» Exercise details
In the material below, find all lines with the string "display" and copy them.

○ ○ ○

use anyhow::{Context, Result};
use chrono_tz::Tz;
use clap::Subcommand;
use etask_core::{Preferences, WeekStart, time::parse_timezone};
use serde::{Deserialize, Serialize};
use std::fs;
use std::path::PathBuf;

use crate::state::ensure_etask_home;

#[derive(Debug, Clone, Default, Serialize, Deserialize)]
pub struct Config {
    #[serde(default)]
    pub backend: BackendSection,
    #[serde(default)]
    pub preferences: PreferencesSection,
}

#[derive(Debug, Clone, Serialize, Deserialize)]
#[serde(default)]
pub struct BackendSection {
    pub base_url: String,
    /// Bearer token; empty means unauthenticated.
    pub token: String,
    /// Default user filter for listings; 0 means none.
    pub user_id: u64,
}

impl Default for BackendSection {
    fn default() -> Self {
        Self {
            base_url: "http://localhost:8080/api".to_string(),
            token: String::new(),
            user_id: 0,
        }
    }
}

impl BackendSection {
    pub fn token(&self) -> Option<&str> {
        Some(self.token.as_str()).filter(|t| !t.is_empty())
    }

    pub fn user_filter(&self) -> Option<u64> {
        Some(self.user_id).filter(|id| *id != 0)
    }
}

#[derive(Debug, Clone, Serialize, Deserialize)]
#[serde(default)]
pub struct PreferencesSection {
    pub auto_complete: bool,
    pub week_start: WeekStart,
    /// IANA name; calendar days are compared in this zone.
    pub timezone: String,
}

impl Default for PreferencesSection {
    fn default() -> Self {
        let prefs = Preferences::default();
        Self {
            auto_complete: prefs.auto_complete,
            week_start: prefs.week_start,
            timezone: "UTC".to_string(),
        }
    }
}

impl PreferencesSection {
    pub fn preferences(&self) -> Preferences {
        Preferences {
            auto_complete: self.auto_complete,
            week_start: self.week_start,
        }
    }

    pub fn tz(&self) -> Result<Tz> {
        Ok(parse_timezone(&self.timezone)?)
    }
}

#[derive(Subcommand, Debug)]
pub enum ConfigCommand {
    /// Write a default config.toml if none exists
    Init,
    /// Print the effective configuration
    Show,
}

pub fn run(cmd: ConfigCommand) -> Result<()> {
    match cmd {
        ConfigCommand::Init => init_config(),
        ConfigCommand::Show => {
            let cfg = load_config()?;
            print!("{}", toml::to_string_pretty(&cfg).context("serialize config")?);
            Ok(())
        }
    }
}

pub fn config_path() -> Result<PathBuf> {
    Ok(ensure_etask_home()?.join("config.toml"))
}

pub fn load_config() -> Result<Config> {
    let p = config_path()?;
    if !p.exists() {
        return Ok(Config::default());
    }
    let s = fs::read_to_string(&p).with_context(|| format!("read {}", p.display()))?;
    parse_config(&s)
}

pub fn parse_config(s: &str) -> Result<Config> {
    let cfg: Config = toml::from_str(s).context("parse config.toml")?;
    cfg.preferences.tz()?;
    Ok(cfg)
}

pub fn save_config(cfg: &Config) -> Result<()> {
    let p = config_path()?;
    let s = toml::to_string_pretty(cfg).context("serialize config")?;
    fs::write(&p, s).with_context(|| format!("write {}", p.display()))?;
    Ok(())
}

pub fn init_config() -> Result<()> {
    let p = config_path()?;
    if p.exists() {
        println!("Config already exists: {}", p.display());
        return Ok(());
    }
    save_config(&Config::default())?;
    println!("Wrote {}", p.display());
    Ok(())
}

○ ○ ○

» Your solution
    let s = fs::read_to_string(&p).with_context(|| format!("read {}", p.display()))?;
    fs::write(&p, s).with_context(|| format!("write {}", p.display()))?;
        println!("Config already exists: {}", p.display());
    println!("Wrote {}", p.display());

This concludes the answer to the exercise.